| DATA UNDER STUDY |
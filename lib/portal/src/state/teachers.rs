//! Teacher page states.

use eduva_derive::state;
use serde::{Deserialize, Serialize};

use crate::model::Teacher;

/// Teacher list page, stored at `pages/teachers/list`.
#[state("pages/teachers/list")]
#[derive(Serialize, Deserialize)]
#[serde(rename_all = "camelCase")]
pub struct TeacherList {
    pub rows: Vec<Teacher>,
    pub count: i64,
    pub loading: bool,
    #[serde(skip_serializing_if = "Option::is_none")]
    pub error: Option<String>,
}

/// Teacher detail page, stored at `pages/teachers/detail`.
#[state("pages/teachers/detail")]
#[derive(Serialize, Deserialize)]
#[serde(rename_all = "camelCase")]
pub struct TeacherDetail {
    #[serde(skip_serializing_if = "Option::is_none")]
    pub teacher: Option<Teacher>,
    pub loading: bool,
    #[serde(skip_serializing_if = "Option::is_none")]
    pub error: Option<String>,
}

| EXERCISE |
Copy out exactly the line that holds "pub struct TeacherDetail" and all remaining lines of the listing, both the first and the last included.

| SOLUTION TO THE EXERCISE |
pub struct TeacherDetail {
    #[serde(skip_serializing_if = "Option::is_none")]
    pub teacher: Option<Teacher>,
    pub loading: bool,
    #[serde(skip_serializing_if = "Option::is_none")]
    pub error: Option<String>,
}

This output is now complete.